▶ _EXERCISE DETAILS_
Exact copies of all the entries are required.

======== GIVEN RECORDS ========

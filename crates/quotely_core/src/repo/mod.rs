//! Repository layer abstractions and persistence implementations.
//!
//! # Responsibility
//! - Define use-case oriented data access contracts for journal entries.
//! - Isolate SQLite query details from editor/feed orchestration.
//!
//! # Invariants
//! - Repository writes must enforce `Quote::validate()` before persistence.
//! - Repository APIs return semantic errors (`NotFound`) in addition to DB
//!   transport errors.

pub mod quote_repo;
//! Core domain logic for Quotely.
//! This crate is the single source of truth for journal invariants.

pub mod db;
pub mod editor;
pub mod journal;
pub mod logging;
pub mod model;
pub mod repo;
pub mod service;

pub use editor::feed::{FeedPage, FeedPager};
pub use editor::gesture::{DragTranslation, EditorAction};
pub use editor::session::{
    DeleteOutcome, DragOutcome, EditorBinding, QuoteEditor, SaveIndicator, SaveOutcome,
    SAVE_INDICATOR_DURATION,
};
pub use journal::{journal_tiles, JournalTile, EMPTY_JOURNAL_HINT};
pub use logging::{default_log_level, init_logging, logging_status};
pub use model::palette::{CycleDirection, Ink, PaletteColor, PALETTE};
pub use model::quote::{Draft, Quote, QuoteId, QuoteValidationError};
pub use repo::quote_repo::{
    QuoteListQuery, QuoteRepository, RepoError, RepoResult, SortOrder, SqliteQuoteRepository,
};
pub use service::quote_service::{QuoteService, QuoteServiceError};

/// Minimal health-check API for early integration.
pub fn ping() -> &'static str {
    "pong"
}

/// Returns the core crate version.
pub fn core_version() -> &'static str {
    env!("CARGO_PKG_VERSION")
}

========

▶ _EXPECTED ANSWER_
filename crates/quotely_core/src/repo/mod.rs
//! Repository layer abstractions and persistence implementations.
//!
//! # Responsibility
//! - Define use-case oriented data access contracts for journal entries.
//! - Isolate SQLite query details from editor/feed orchestration.
//!
//! # Invariants
//! - Repository writes must enforce `Quote::validate()` before persistence.
//! - Repository APIs return semantic errors (`NotFound`) in addition to DB
//!   transport errors.

pub mod quote_repo;
//! Core domain logic for Quotely.
//! This crate is the single source of truth for journal invariants.

pub mod db;
pub mod editor;
pub mod journal;
pub mod logging;
pub mod model;
pub mod repo;
pub mod service;

pub use editor::feed::{FeedPage, FeedPager};
pub use editor::gesture::{DragTranslation, EditorAction};
pub use editor::session::{
    DeleteOutcome, DragOutcome, EditorBinding, QuoteEditor, SaveIndicator, SaveOutcome,
    SAVE_INDICATOR_DURATION,
};
pub use journal::{journal_tiles, JournalTile, EMPTY_JOURNAL_HINT};
pub use logging::{default_log_level, init_logging, logging_status};
pub use model::palette::{CycleDirection, Ink, PaletteColor, PALETTE};
pub use model::quote::{Draft, Quote, QuoteId, QuoteValidationError};
pub use repo::quote_repo::{
    QuoteListQuery, QuoteRepository, RepoError, RepoResult, SortOrder, SqliteQuoteRepository,
};
pub use service::quote_service::{QuoteService, QuoteServiceError};

/// Minimal health-check API for early integration.
pub fn ping() -> &'static str {
    "pong"
}

/// Returns the core crate version.
pub fn core_version() -> &'static str {
    env!("CARGO_PKG_VERSION")
}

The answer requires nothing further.